In my experience, great tapas restaurants in this country tend to be run by Brits fanatical about Spain, Spanish culture and Spanish food. Often, rather than recreating what you would get in Andalusia, they set about building a superior re-imagining of it. The 44 Group, run by the Morgan family, is a great example, completely obsessed with produce and producers. Arbequina, down Oxford’s Cowley Road, is another.

Even tapas restaurants which feel more authentically Spanish, more an attempt to create a traditional tapas bar in this country, are often set up by Brits. I’ve always had a huge soft spot for Los Gatos, easily the best restaurant in Swindon, perched up in the Old Town: it’s only in the process of writing this week’s review that I discovered that it, too, was founded by a British couple and named after Malaga’s legendary bar of the same name.

So really, I should have ventured out to Maidenhead this week to try El Cerdo. It fits the bill I’ve just described: the website talks about a love of Spain and Spanish flavours, the menu makes all the right noises. Muddy Stilettos raved about their (no doubt free) food, and it appears – from a look at Companies House – to be owned by Brits. That would be the obvious choice, but who likes obvious choices anyway?

Instead I decided to revisit the one tapas restaurant I can think of that appears, from what I can gather, to be owned by a Spaniard, Wokingham’s Sanpa. It’s been running since 2012, and I visited it back in 2016, when I loved the place. They then moved to a new house (as did I – twice) and our paths diverged. But people get too hung up on the shiny and new, so before I reviewed the shiny and new I decided it was time to get myself to Wokingham with Zoë and see whether the intervening years had been kind to Sanpa.

It’s one of the town’s older buildings, two conjoined cottages, all beams, white walls and cosy, farmhouse-style chairs and tables. The two dining rooms are separated by a hearth and the second gives a view into the open-ish kitchen. It looked homely, not unpleasant but also, in honesty, not drastically different to when I visited this building last in 2016, back when it was home to a restaurant called Jessy’s.

It was also, and this never flatters a dining room, empty. Marie Celeste empty. Not with a few tables settling up, not with reserved signs marking the space of the diners yet to come. Just empty. I don’t know about you, but I always feel guilty if it seems like I’m the only thing standing between staff and an early night.

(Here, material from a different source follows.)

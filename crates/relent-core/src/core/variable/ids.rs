use slotmap::new_key_type;

new_key_type! {
    pub struct VarId;
}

Despite that the welcome was warm and immediate and it felt like a nice, if cavernous, place to stop on a midweek evening. And looking at the menu I could see plenty of reasons to settle in for a few waves of small plates. Most of it very much looked the part, although a couple of dishes – bacalhau à bras and chicken fajitas – did seem to have wandered across from other restaurants.

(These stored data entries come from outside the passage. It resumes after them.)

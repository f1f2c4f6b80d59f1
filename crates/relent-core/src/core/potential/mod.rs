//! # Pair Potentials
//!
//! Parametrized pair interactions evaluated on arrays of separations.
//!
//! ## Overview
//!
//! A [`PairFunction`] supplies the raw closed form of an interaction: its energy,
//! its force `F = -dU/dr`, and the derivative of the energy with respect to each
//! of its own parameters. A [`PairPotential`] owns the coefficient matrix for one
//! force-field term and wraps a `PairFunction` with the common cutoff policy:
//!
//! - every potential carries `rmin`, `rmax` and `shift` in addition to its own
//!   parameters; the cutoffs default to disabled (`false`) and `shift` to `false`;
//! - outside `[rmin, rmax]` energy and force are zero;
//! - a potential may opt into [`RminPolicy::Clamp`], which instead holds the energy
//!   below `rmin` at its value at `rmin`;
//! - with `shift`, the energy at `rmax` is subtracted so the energy is continuous
//!   at the cutoff.
//!
//! Derivatives with respect to a variable follow the chain rule through the
//! coefficient slots and include the boundary terms from a moving `rmin` or `rmax`.
//!
//! ## Available Forms
//!
//! - [`LennardJones`] - 12-6 Lennard-Jones (`epsilon`, `sigma`)
//! - [`Yukawa`] - screened Coulomb (`epsilon`, `kappa`)
//! - [`Depletion`] - Asakura-Oosawa depletion (`P`, `sigma_i`, `sigma_j`, `sigma_d`)
//! - [`PairSpline`] - Akima spline through adjustable knots
//!
//! Potentials are tabulated for simulation by the [`tabulator`] module.

mod depletion;
mod error;
mod lennard_jones;
mod spline;
pub mod tabulator;
mod yukawa;

pub use depletion::Depletion;
pub use error::PotentialError;
pub use lennard_jones::LennardJones;
pub use spline::{PairSpline, SplineMode};
pub use yukawa::Yukawa;

use crate::core::pair::{Pair, PairParameters, ParamSet, ParamValue};
use crate::core::variable::{VarId, VariableError, Variables};
use std::fmt;

const CUTOFF_PARAMS: [&str; 3] = ["rmin", "rmax", "shift"];

/// The closed form of a pair interaction, without any cutoff handling.
///
/// Implementations read their own parameters from the evaluated [`ParamSet`] and must
/// reject out-of-range values with [`PotentialError::InvalidParameter`]. The batch
/// methods evaluate a slice of separations and may be overridden when setup work
/// can be shared across points.
pub trait PairFunction: fmt::Debug + Send + Sync {
    fn name(&self) -> &'static str;

    /// Names of the function's own parameters.
    fn params(&self) -> Vec<String>;

    fn energy(&self, set: &ParamSet, r: f64) -> Result<f64, PotentialError>;

    fn force(&self, set: &ParamSet, r: f64) -> Result<f64, PotentialError>;

    /// Derivative of the energy with respect to the parameter `param`.
    fn derivative(&self, set: &ParamSet, param: &str, r: f64) -> Result<f64, PotentialError>;

    fn energies(&self, set: &ParamSet, r: &[f64]) -> Result<Vec<f64>, PotentialError> {
        r.iter().map(|ri| self.energy(set, *ri)).collect()
    }

    fn forces(&self, set: &ParamSet, r: &[f64]) -> Result<Vec<f64>, PotentialError> {
        r.iter().map(|ri| self.force(set, *ri)).collect()
    }

    fn derivatives(
        &self,
        set: &ParamSet,
        param: &str,
        r: &[f64],
    ) -> Result<Vec<f64>, PotentialError> {
        r.iter().map(|ri| self.derivative(set, param, *ri)).collect()
    }
}

/// Energy below an enabled `rmin`. The force there is zero under either policy.
#[derive(Debug, Clone, Copy, PartialEq, Eq, Default)]
pub enum RminPolicy {
    /// Zero, like the region above `rmax`.
    #[default]
    Truncate,
    /// Hold the energy at its value at `rmin`.
    Clamp,
}

#[derive(Debug, Clone, Copy)]
struct Cutoffs {
    rmin: Option<f64>,
    rmax: Option<f64>,
    shift: bool,
}

impl Cutoffs {
    fn read(set: &ParamSet) -> Result<Self, PotentialError> {
        let rmin = set.cutoff("rmin")?;
        let rmax = set.cutoff("rmax")?;
        let shift = set.flag("shift")?;
        if shift && rmax.is_none() {
            return Err(PotentialError::invalid("shift", "requires rmax to be set"));
        }
        if let Some(rmax) = rmax {
            if !rmax.is_finite() {
                return Err(PotentialError::invalid("rmax", "must be finite"));
            }
        }
        Ok(Self { rmin, rmax, shift })
    }

    fn above_rmax(&self, r: f64) -> bool {
        self.rmax.is_some_and(|rmax| r > rmax)
    }

    fn below_rmin(&self, r: f64) -> bool {
        self.rmin.is_some_and(|rmin| r < rmin)
    }
}

#[derive(Debug)]
pub struct PairPotential {
    coeff: PairParameters,
    function: Box<dyn PairFunction>,
    below_rmin: RminPolicy,
}

impl PairPotential {
    /// Creates a potential for every pair of `types` with cutoffs disabled by default.
    pub fn new<T>(types: T, function: impl PairFunction + 'static) -> Self
    where
        T: IntoIterator,
        T::Item: Into<String>,
    {
        let mut params = function.params();
        params.extend(CUTOFF_PARAMS.iter().map(|p| p.to_string()));
        let mut coeff = PairParameters::new(types, params);
        for name in CUTOFF_PARAMS {
            // Names were registered just above.
            let _ = coeff.set_shared(name, false);
        }
        Self {
            coeff,
            function: Box::new(function),
            below_rmin: RminPolicy::default(),
        }
    }

    pub fn with_rmin_policy(mut self, policy: RminPolicy) -> Self {
        self.below_rmin = policy;
        self
    }

    pub fn rmin_policy(&self) -> RminPolicy {
        self.below_rmin
    }

    pub fn coeff(&self) -> &PairParameters {
        &self.coeff
    }

    pub fn coeff_mut(&mut self) -> &mut PairParameters {
        &mut self.coeff
    }

    pub fn function(&self) -> &dyn PairFunction {
        self.function.as_ref()
    }

    /// Separations at which the underlying function is evaluated, and a mask of
    /// points that contribute at all.
    fn effective(&self, cut: &Cutoffs, r: &[f64]) -> (Vec<f64>, Vec<bool>) {
        r.iter()
            .map(|&ri| {
                if cut.above_rmax(ri) {
                    (ri, false)
                } else if cut.below_rmin(ri) {
                    match (self.below_rmin, cut.rmin) {
                        (RminPolicy::Clamp, Some(rmin)) => (rmin, true),
                        _ => (ri, false),
                    }
                } else {
                    (ri, true)
                }
            })
            .unzip()
    }

    /// Energy of `pair` at each separation in `r`.
    pub fn energy(
        &self,
        vars: &Variables,
        pair: &Pair,
        r: &[f64],
    ) -> Result<Vec<f64>, PotentialError> {
        let set = self.coeff.evaluate(vars, pair)?;
        let cut = Cutoffs::read(&set)?;
        let (r_eff, active) = self.effective(&cut, r);
        let energy = self.function.energies(&set, &r_eff)?;
        let offset = match (cut.shift, cut.rmax) {
            (true, Some(rmax)) => self.function.energy(&set, rmax)?,
            _ => 0.0,
        };
        Ok(energy
            .into_iter()
            .zip(active)
            .map(|(u, on)| if on { u - offset } else { 0.0 })
            .collect())
    }

    /// Force `-dU/dr` of `pair` at each separation in `r`; never shifted.
    pub fn force(
        &self,
        vars: &Variables,
        pair: &Pair,
        r: &[f64],
    ) -> Result<Vec<f64>, PotentialError> {
        let set = self.coeff.evaluate(vars, pair)?;
        let cut = Cutoffs::read(&set)?;
        let force = self.function.forces(&set, r)?;
        Ok(force
            .into_iter()
            .zip(r)
            .map(|(f, &ri)| {
                if cut.above_rmax(ri) || cut.below_rmin(ri) {
                    0.0
                } else {
                    f
                }
            })
            .collect())
    }

    /// Derivative of the energy of `pair` with respect to the variable `var`.
    ///
    /// # Arguments
    ///
    /// * `var` - Any variable in `vars`. Coefficient slots holding variables that depend on
    ///   `var` contribute through the chain rule; slots holding scalars contribute nothing.
    ///
    /// # Errors
    ///
    /// [`VariableError::Unknown`] if `var` is not in `vars`, the same error
    /// [`Variables::derivative`] reports. [`PotentialError::NotDifferentiable`] if the
    /// potential has no closed-form derivative for a parameter that depends on `var`.
    pub fn derivative(
        &self,
        vars: &Variables,
        pair: &Pair,
        var: VarId,
        r: &[f64],
    ) -> Result<Vec<f64>, PotentialError> {
        if !vars.contains(var) {
            return Err(VariableError::Unknown(var).into());
        }
        let set = self.coeff.evaluate(vars, pair)?;
        let cut = Cutoffs::read(&set)?;
        let (r_eff, active) = self.effective(&cut, r);
        let mut total = vec![0.0; r.len()];

        for name in self.function.params() {
            let chain = self.slot_derivative(vars, pair, &name, var)?;
            if chain == 0.0 {
                continue;
            }
            let du = self.function.derivatives(&set, &name, &r_eff)?;
            let offset = match (cut.shift, cut.rmax) {
                (true, Some(rmax)) => self.function.derivative(&set, &name, rmax)?,
                _ => 0.0,
            };
            for ((t, d), on) in total.iter_mut().zip(du).zip(&active) {
                if *on {
                    *t += chain * (d - offset);
                }
            }
        }

        if let (Some(rmin), RminPolicy::Clamp) = (cut.rmin, self.below_rmin) {
            let chain = self.slot_derivative(vars, pair, "rmin", var)?;
            if chain != 0.0 {
                let f_rmin = self.function.force(&set, rmin)?;
                for (t, &ri) in total.iter_mut().zip(r) {
                    if ri < rmin && !cut.above_rmax(ri) {
                        *t -= chain * f_rmin;
                    }
                }
            }
        }

        if let (true, Some(rmax)) = (cut.shift, cut.rmax) {
            let chain = self.slot_derivative(vars, pair, "rmax", var)?;
            if chain != 0.0 {
                let f_rmax = self.function.force(&set, rmax)?;
                for ((t, &ri), on) in total.iter_mut().zip(r).zip(&active) {
                    if *on && ri <= rmax {
                        *t += chain * f_rmax;
                    }
                }
            }
        }

        Ok(total)
    }

    fn slot_derivative(
        &self,
        vars: &Variables,
        pair: &Pair,
        name: &str,
        var: VarId,
    ) -> Result<f64, PotentialError> {
        match self.coeff.resolve(pair, name)? {
            ParamValue::Variable(id) => Ok(vars.derivative(id, var)?),
            ParamValue::Scalar(_) | ParamValue::Flag(_) => Ok(0.0),
        }
    }

    pub fn design_variables(&self, vars: &Variables) -> Result<Vec<VarId>, PotentialError> {
        Ok(self.coeff.design_variables(vars)?)
    }
}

Pricing for tapas was all clustered around the eight pound mark – although some dishes were £7.95 and others £7.59 for reasons which seemed capricious at best. The bigger plates – steak, lamb shank, three different kinds of paella – were grouped together under a section endearingly entitled “Other things to order”, even though that literally describes everything on a menu, if you think about it.

My favourite part – and I’ve never seen anything like this before – was a sternly worded box in the bottom left. It said, and I’m quoting verbatim here, Please make sure that you know what this dish looks like or taste (sic) like. Due to the level of controversy and the cost of this dish, we regret to inform you that we will not be able to refund this dish of (sic) your bill if you’re not comfortable with the outcome of your order.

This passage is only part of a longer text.